An FHA 203(k) loan is an option many home buyers seek out when looking to purchase distressed and even foreclosed or short sale properties. These loans are also sometimes referred to as a mortgage rehab loan or Section 203(k) loan.
What is an FHA 203(k) loan?
This type of loan allows the buyer to finance the purchase price of the home while also borrowing money for the cost of repairs. This mortgage is backed by the Federal Housing Administration (FHA). These types of loans cover the purchase price, cost of repair materials, and cost of labor. 203(k) loans can be 15 or 30 year fixed rate loans or can be an adjustable-rate loan (ARM).
Types of FHA 203(k) Loans?
There are two types of 203(k) loans
Limited 203(k): A limited 203(k) loan is for projects that will cost less than $35,000. This type of loan has no minimum project cost requirement, but cannot be used on structural repairs.
Standard 203(k): A standard 203(k) is for homes needing repairs that will exceed $35,000. The minimum cost of repair requirement for a standard 203(k) is $5,000. Structural changes such as additions or even tearing the home down to the foundation are permitted. The original foundation must remain and building codes must be met.
Some Rules of FHA 203(k) Loans:
There are some rules to be aware of with 203(k) loans they include:
- The maximum loan amount is capped at 110% of the appraised value of the property
- Lenders require borrowers to carry loan insurance
- There is a down payment requirement of 3.5% of the total loan amount including the repair costs
- The amount borrowed has to be within FHA loan limits for the area of location. An applicant borrows the FHA’s maximum FHA loan limit for the area, a total of the home’s final appraisal value after improvement, or a total of the home’s current appraised value plus improvement costs, whichever is the lesser amount.
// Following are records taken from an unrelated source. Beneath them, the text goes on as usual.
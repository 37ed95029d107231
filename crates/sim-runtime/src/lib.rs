#![deny(warnings)]

//! Turn orchestration for Resto Tycoon.
//!
//! [`GameState`] owns the scenario, the restaurant entities, and the sealed
//! turn history; there is no ambient global state. [`resolve_turn`] walks a
//! turn through `DecisionsOpen → Allocating → Resolving → Resolved`,
//! invoking the engine crates and applying outputs back to the entities as
//! the single writer, once, at the end.

use chrono::NaiveDate;
use rust_decimal::prelude::ToPrimitive;
use rust_decimal::Decimal;
use serde::{Deserialize, Serialize};
use sim_core::{
    validate_decision, Decision, RestaurantId, RestaurantSnapshot, RestaurantType, Scenario,
    StaffingLevel, ValidationError,
};
use sim_econ::{
    allocate_demand, effective_capacity, resolve_finance, resolve_service, summarize_turn,
    AllocationResult, Anomaly, EconError, FinanceInputs, TurnSummary,
};
use std::collections::BTreeMap;
use tracing::{debug, error, info};

/// Reputation gained on a turn with healthy utilization and nobody turned away.
const REPUTATION_GAIN: f64 = 0.2;
/// Reputation lost on a turn where a significant share of demand went unserved.
const REPUTATION_LOSS: f64 = 0.3;
/// Fraction of allocated demand lost that counts as significant.
const LOSS_THRESHOLD: f64 = 0.2;
/// Marketing boost saturates towards this ceiling as spend grows.
const MARKETING_CEILING: f64 = 0.3;
/// Spend at which the marketing boost reaches half its ceiling.
const MARKETING_HALF_SPEND: f64 = 500.0;

/// A restaurant entity: the mutable state that survives across turns.
#[derive(Clone, Debug, PartialEq, Serialize, Deserialize)]
pub struct Restaurant {
    /// Unique identifier.
    pub id: RestaurantId,
    /// Display name.
    pub name: String,
    /// Restaurant type.
    pub kind: RestaurantType,
    /// Current average ticket (TTC), carried over when no decision changes it.
    pub average_ticket: Decimal,
    /// Seats servable per turn at nominal staffing.
    pub capacity_base: u32,
    /// Current staffing level.
    pub staffing: StaffingLevel,
    /// Reputation score in [0, 10].
    pub reputation: f64,
    /// Cash balance.
    pub cash: Decimal,
}

impl Restaurant {
    /// Open a new restaurant, seeding reputation from the type profile.
    pub fn open(
        id: impl Into<String>,
        name: impl Into<String>,
        kind: RestaurantType,
        capacity_base: u32,
        average_ticket: Decimal,
        cash: Decimal,
        scenario: &Scenario,
    ) -> Self {
        Restaurant {
            id: RestaurantId(id.into()),
            name: name.into(),
            kind,
            average_ticket,
            capacity_base,
            staffing: StaffingLevel::Normal,
            reputation: scenario.type_profile(kind).base_reputation,
            cash,
        }
    }

    /// Read-only view of the current state: what a player or an AI policy
    /// sees when making this turn's decision.
    pub fn view(&self) -> RestaurantSnapshot {
        self.snapshot(None)
    }

    /// Build this turn's read-only snapshot, applying the decision if any.
    fn snapshot(&self, decision: Option<&Decision>) -> RestaurantSnapshot {
        let (ticket, staffing, spend) = match decision {
            Some(d) => (d.average_ticket, d.staffing, d.marketing_spend),
            None => (self.average_ticket, self.staffing, Decimal::ZERO),
        };
        RestaurantSnapshot {
            id: self.id.clone(),
            name: self.name.clone(),
            kind: self.kind,
            average_ticket: ticket,
            capacity_base: self.capacity_base,
            staffing,
            reputation: self.reputation,
            cash: self.cash,
            marketing_boost: marketing_boost(spend),
        }
    }
}

/// Saturating attraction boost bought with marketing spend.
fn marketing_boost(spend: Decimal) -> f64 {
    let spend = spend.to_f64().unwrap_or(0.0).max(0.0);
    if spend == 0.0 {
        return 0.0;
    }
    MARKETING_CEILING * spend / (spend + MARKETING_HALF_SPEND)
}

/// Lifecycle of a turn. Advances monotonically; `Resolved` seals the turn.
#[derive(Clone, Copy, Debug, PartialEq, Eq, Serialize, Deserialize)]
pub enum TurnPhase {
    /// Collecting decisions; nothing resolved yet.
    DecisionsOpen,
    /// Demand allocation in progress.
    Allocating,
    /// Capacity and finance resolution in progress.
    Resolving,
    /// Sealed; results are final and the turn is in the history.
    Resolved,
}

/// One resolved turn: the unit appended to the game's history.
#[derive(Clone, Debug, PartialEq, Serialize, Deserialize)]
pub struct Turn {
    /// 1-based turn number.
    pub number: u32,
    /// Calendar date of the turn.
    pub date: NaiveDate,
    /// Lifecycle phase; always `Resolved` once in the history.
    pub phase: TurnPhase,
    /// Total market demand for the turn.
    pub total_demand: u64,
    /// Per-restaurant results, in id order.
    pub results: Vec<AllocationResult>,
    /// Market-wide anomalies (unserved segments, share drift).
    pub market_anomalies: Vec<Anomaly>,
}

impl Turn {
    /// Whether the turn is sealed.
    pub fn is_sealed(&self) -> bool {
        self.phase == TurnPhase::Resolved
    }

    /// Compact per-restaurant summaries for reporting and AI policies.
    pub fn summaries(&self) -> Vec<TurnSummary> {
        summarize_turn(&self.results)
    }
}

/// The whole game: scenario, entities, and the append-only turn history.
#[derive(Clone, Debug, Serialize, Deserialize)]
pub struct GameState {
    /// Scenario configuration, fixed for the whole game.
    pub scenario: Scenario,
    restaurants: Vec<Restaurant>,
    turn_history: Vec<Turn>,
}

impl GameState {
    /// Create a game. Fails fast on a malformed scenario or an empty field.
    pub fn new(scenario: Scenario, restaurants: Vec<Restaurant>) -> Result<Self, EconError> {
        sim_core::validate_scenario(&scenario)?;
        if restaurants.is_empty() {
            return Err(ValidationError::NoRestaurants.into());
        }
        let mut restaurants = restaurants;
        restaurants.sort_by(|a, b| a.id.cmp(&b.id));
        Ok(GameState {
            scenario,
            restaurants,
            turn_history: Vec::new(),
        })
    }

    /// Restaurants in id order.
    pub fn restaurants(&self) -> &[Restaurant] {
        &self.restaurants
    }

    /// Sealed turns, oldest first. Read-only; the history is append-only.
    pub fn turn_history(&self) -> &[Turn] {
        &self.turn_history
    }

    /// Number of the turn currently open for decisions.
    pub fn current_turn(&self) -> u32 {
        self.turn_history.len() as u32 + 1
    }

    /// Per-turn summaries of the whole history, the view AI policies consume.
    pub fn summaries_history(&self) -> Vec<Vec<TurnSummary>> {
        self.turn_history.iter().map(Turn::summaries).collect()
    }

    /// Final standings: restaurants ranked by cash, richest first.
    pub fn standings(&self) -> Vec<(RestaurantId, Decimal)> {
        let mut ranked: Vec<(RestaurantId, Decimal)> = self
            .restaurants
            .iter()
            .map(|r| (r.id.clone(), r.cash))
            .collect();
        ranked.sort_by(|a, b| b.1.cmp(&a.1).then_with(|| a.0.cmp(&b.0)));
        ranked
    }
}

/// Resolve one full turn.
///
/// All restaurants compete inside the same snapshot set: decisions are
/// collected up front and nobody sees a competitor's decision before
/// allocation. A [`ValidationError`] aborts before any mutation: entities
/// and history are untouched and the turn stays open for corrected
/// decisions. Per-restaurant anomalies never abort; they are recorded on the
/// result and logged.
pub fn resolve_turn<'a>(
    state: &'a mut GameState,
    decisions: &BTreeMap<RestaurantId, Decision>,
    finance: &BTreeMap<RestaurantId, FinanceInputs>,
    production: &BTreeMap<RestaurantId, u64>,
) -> Result<&'a Turn, EconError> {
    let number = state.current_turn();
    let mut phase = TurnPhase::DecisionsOpen;
    debug!(turn = number, ?phase, "collecting decisions");

    // Decisions are applied to snapshots only; entities mutate at the end.
    for decision in decisions.values() {
        validate_decision(decision)?;
    }
    let snapshots: Vec<RestaurantSnapshot> = state
        .restaurants
        .iter()
        .map(|r| r.snapshot(decisions.get(&r.id)))
        .collect();

    phase = TurnPhase::Allocating;
    debug!(turn = number, ?phase, "allocating demand");
    let allocation = allocate_demand(&state.scenario, &snapshots, number)?;

    phase = TurnPhase::Resolving;
    debug!(turn = number, ?phase, "resolving service and finance");
    let default_inputs = FinanceInputs::default();
    let mut results = Vec::with_capacity(snapshots.len());
    for snap in &snapshots {
        let allocated = allocation.demand.get(&snap.id).copied().unwrap_or(0);
        let capacity = effective_capacity(snap, &state.scenario);
        let svc = resolve_service(
            &snap.id,
            number,
            allocated,
            capacity,
            production.get(&snap.id).copied(),
        );
        let inputs = finance.get(&snap.id).unwrap_or(&default_inputs);
        let fin = resolve_finance(snap, svc.served, inputs, &state.scenario)?;
        results.push(AllocationResult::compose(
            snap.id.clone(),
            allocated,
            svc,
            fin,
        ));
    }

    // Single-writer application of outputs back to the entities.
    for (restaurant, result) in state.restaurants.iter_mut().zip(&results) {
        debug_assert_eq!(restaurant.id, result.restaurant);
        let spend = decisions
            .get(&restaurant.id)
            .map(|d| d.marketing_spend)
            .unwrap_or(Decimal::ZERO);
        if let Some(decision) = decisions.get(&restaurant.id) {
            restaurant.average_ticket = decision.average_ticket;
            restaurant.staffing = decision.staffing;
        }
        restaurant.cash += result.cash_delta - spend;
        restaurant.reputation = reputation_feedback(restaurant.reputation, result);
    }

    let anomaly_count =
        allocation.anomalies.len() + results.iter().map(|r| r.errors.len()).sum::<usize>();
    if anomaly_count > 0 {
        error!(turn = number, anomaly_count, "turn resolved with anomalies");
    }

    phase = TurnPhase::Resolved;
    let turn = Turn {
        number,
        date: state.scenario.turn_date(number),
        phase,
        total_demand: allocation.total_demand,
        results,
        market_anomalies: allocation.anomalies,
    };
    info!(
        turn = number,
        total_demand = turn.total_demand,
        served = turn.results.iter().map(|r| r.served_customers).sum::<u64>(),
        "turn sealed"
    );
    state.turn_history.push(turn);
    Ok(state.turn_history.last().expect("just pushed"))
}

/// Satisfaction feedback on reputation, bounded to [0, 10]: full service at
/// healthy utilization earns a small gain, turning away a significant share
/// of demand costs more.
fn reputation_feedback(reputation: f64, result: &AllocationResult) -> f64 {
    if result.allocated_demand == 0 {
        return reputation;
    }
    let lost_share = result.lost_customers as f64 / result.allocated_demand as f64;
    let delta = if lost_share >= LOSS_THRESHOLD {
        -REPUTATION_LOSS
    } else if result.lost_customers == 0 && result.utilization >= 0.7 {
        REPUTATION_GAIN
    } else {
        0.0
    };
    (reputation + delta).clamp(0.0, 10.0)
}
- Most lenders will require the work to be performed by a licensed contractor, but some lenders will allow homeowners to do a portion of the work themselves after approval
- Work needs to begin no later than 30 days after closing
- Work needs to be completed in 6 months
- Investors can not apply for these loans
- Pros and Cons of FHA 203(k) Mortgages
- Every mortgage has its advantages and disadvantages here are some of those for a 203(k) loan
- One loan to cover the purchase and renovations
- Low down payment requirements
- Lower credit score requirement
- Lower interest rate as compared to other loan types to cover repairs
- Can cover mortgage payments for the first six months if you are unable to live there during repairs
- Borrowers must have mortgage insurance
- Interest rates could be higher than a traditional loan
- Some loans require HUD consultant to look at renovation plans
- Larger repairs require more paperwork
- Potential extra costs in inspections and assessments
- Qualification Requirements of 203(k)
The largest qualifier of a 203(k) is that the borrower needs to plan to live in the home. Lenders will want to see that borrowers have at least a 580 credit score, are able to make the down payment, and have a maximum debt to income ratio of 43%. Some borrowers can qualify with a lower credit score, but the down payment requirement becomes higher. Of course different lenders do have the ability to set their own minimum requirements as long as they are not lower than these FHA standard requirements.